The U.S. Gold Cup roster is due out soon. Apparently, some last minute snags may delay things, but not past Monday. Or so I hear.
Meanwhile, here’s what I’m thinking about this morning: names that we won’t be talking about today.
Names like Justin Mapp, Bobby Convey, Freddy Adu and Eddie Gaven.
It would have seemed inconceivable five or six years ago that we might be talking about a U.S. national team roster in 2011 without these guys at least in the discussion.
You could probably throw a couple more names in there, like Eddie Johnson, DaMarcus Beasley and Robbie Rogers. But they might be under consideration. They probably shouldn’t be … but it is what it is. The national team needs strikers and speed on the wings, so they can’t be ruled out for the moment.
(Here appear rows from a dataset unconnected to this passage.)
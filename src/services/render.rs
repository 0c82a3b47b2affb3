use crate::model::report::DailyReport;

pub trait ReportRenderer: Send + Sync {
    fn subject(&self, report: &DailyReport) -> String;

    fn body(&self, report: &DailyReport) -> String;
}

fn escape(text: &str) -> String {
    let mut out = String::with_capacity(text.len());
    for ch in text.chars() {
        match ch {
            '&' => out.push_str("&amp;"),
            '<' => out.push_str("&lt;"),
            '>' => out.push_str("&gt;"),
            '"' => out.push_str("&quot;"),
            '\'' => out.push_str("&#39;"),
            c => out.push(c),
        }
    }
    out
}

const CELL: &str = "padding: 10px; border: 1px solid #cbd5e1;";

/// Renders the report as an HTML mail body.
pub struct HtmlReportRenderer {
    school_name: String,
}

impl HtmlReportRenderer {
    pub fn new(school_name: impl Into<String>) -> Self {
        Self {
            school_name: school_name.into(),
        }
    }
}

impl ReportRenderer for HtmlReportRenderer {
    fn subject(&self, report: &DailyReport) -> String {
        format!(
            "Daily attendance report - {} - {}",
            self.school_name,
            report.date.format("%Y-%m-%d")
        )
    }

    fn body(&self, report: &DailyReport) -> String {
        let mut html = String::new();
        html.push_str("<div style='font-family: Arial, sans-serif; color: #333;'>");
        html.push_str(&format!(
            "<h2 style='color: #0369a1;'>Daily attendance report - {}</h2>",
            escape(&self.school_name)
        ));
        html.push_str(&format!(
            "<p><strong>Date:</strong> {}</p>",
            report.date.format("%Y-%m-%d")
        ));

        html.push_str(
            "<div style='background-color: #f0f9ff; padding: 15px; border-radius: 8px;'>",
        );
        html.push_str(&format!(
            "<p><strong>Total absent:</strong> {}</p>",
            report.total_absent()
        ));
        html.push_str(&format!(
            "<p><strong>Roll call completion:</strong> {:.1}% ({} of {} classes)</p>",
            report.completion_percentage, report.submitted_classes, report.trackable_classes
        ));
        html.push_str("</div>");

        if report.all_submitted() {
            html.push_str("<p style='color: #15803d;'>Attendance was recorded for every class.</p>");
        } else {
            html.push_str("<h3 style='color: #b91c1c;'>Classes without a roll call</h3><ul>");
            for class in &report.pending_classes {
                html.push_str(&format!("<li>{}</li>", escape(&class.name)));
            }
            html.push_str("</ul>");
        }

        if !report.absences.is_empty() {
            html.push_str("<h3 style='color: #0369a1;'>Absent students</h3>");
            html.push_str("<table style='width: 100%; border-collapse: collapse;'><thead><tr>");
            for heading in ["Student", "Class", "Transport", "Recorded by"] {
                html.push_str(&format!("<th style='{CELL}'>{heading}</th>"));
            }
            html.push_str("</tr></thead><tbody>");
            for absence in &report.absences {
                html.push_str("<tr>");
                for cell in [
                    escape(&absence.student_name),
                    escape(&absence.class_name),
                    absence.transport.label().to_string(),
                    escape(absence.recorded_by.as_deref().unwrap_or("N/A")),
                ] {
                    html.push_str(&format!("<td style='{CELL}'>{cell}</td>"));
                }
                html.push_str("</tr>");
            }
            html.push_str("</tbody></table>");
        }

        html.push_str("</div>");
        html
    }
}
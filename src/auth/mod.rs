pub mod auth;
pub mod jwt;
pub mod middleware;
pub mod policy;
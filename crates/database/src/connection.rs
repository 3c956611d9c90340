use crate::error::DbError;
use configuration::DatabaseSettings;
use sqlx::{postgres::PgPoolOptions, PgPool};
use std::env;

/// Establishes a connection pool to the PostgreSQL database.
///
/// The connection string is taken from `database.url` when configured and
/// from `DATABASE_URL` (environment or `.env`) otherwise. The pool is handed
/// to every request handler through the application state.
pub async fn connect(settings: &DatabaseSettings) -> Result<PgPool, DbError> {
    let database_url = match &settings.url {
        Some(url) => url.clone(),
        None => {
            dotenvy::dotenv().ok();
            env::var("DATABASE_URL").map_err(|_e| {
                DbError::ConnectionConfigError(
                    "database.url or DATABASE_URL must be set.".to_string(),
                )
            })?
        }
    };

    let pool = PgPoolOptions::new()
        .max_connections(settings.max_connections)
        .acquire_timeout(settings.acquire_timeout())
        .connect(&database_url)
        .await?;

    tracing::debug!(max_connections = settings.max_connections, "Database pool ready.");
    Ok(pool)
}

/// Applies the embedded migrations so the two-table schema exists before
/// the first request is served.
pub async fn run_migrations(pool: &PgPool) -> Result<(), DbError> {
    // Use a relative path from the crate root
    sqlx::migrate!("./migrations").run(pool).await?;
    Ok(())
}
Mapp plateaued a couple of years ago, which prompted a move out of Chicago. He’s a part-time starter now for Philadelphia, which is not going to earn you many national team call-ups. Gaven? He’s not doing badly for Columbus. But nobody on that rebuilding side looks great right now, outside of perhaps Chad Marshall. (And even he had a rare, bad weekend in MLS.)
Come to think of it, add Marshall’s name to the list of people we’re probably not talking about today. He’s been lapped recently by Omar Gonzalez and Tim Ream. Probably by Clarence Goodson, too.
Adu? Well, we’ve chewed up that ground pretty good, haven’t we? I know some Adu believers remain out there. But in my opinion, until he gets into a better club, works hard for his place and understands that he might have to settle for being one of the men (as opposed to being The Man), then I don’t think he’s any closer to a national team shirt than Eric Wynalda. And Wynalda retired almost 10 years ago!
Convey, who will turn 28 later this week, could probably get back into the national team picture but for his sulking. He scored the winning goal Saturday against New England – but left the locker room without talking to reporters, which certainly gets tagged under “Odd reactions.” It sounds like he was upset, again, at being asked to play left back. Which is funny, because that’s probably Convey’s best chance at regaining national team grace. That spot remains, as always, the dark hole in the U.S. national team pool. If he would embrace the spot Bob Bradley might be more inclined to forget some of those toxic, national team-related comments that tumbled from Convey’s mouth in the past.
Adu, Convey, Gaven and Mapp were all prodigies to some degree, guys who started early and showed remarkable promise. None were over the age of 17 when they made their first pro appearance.
But this is a swell reminder that youthful promise does not mean you’ve arrived. There are plenty of hurdles on the sprint to greatness, some a bit too high, apparently.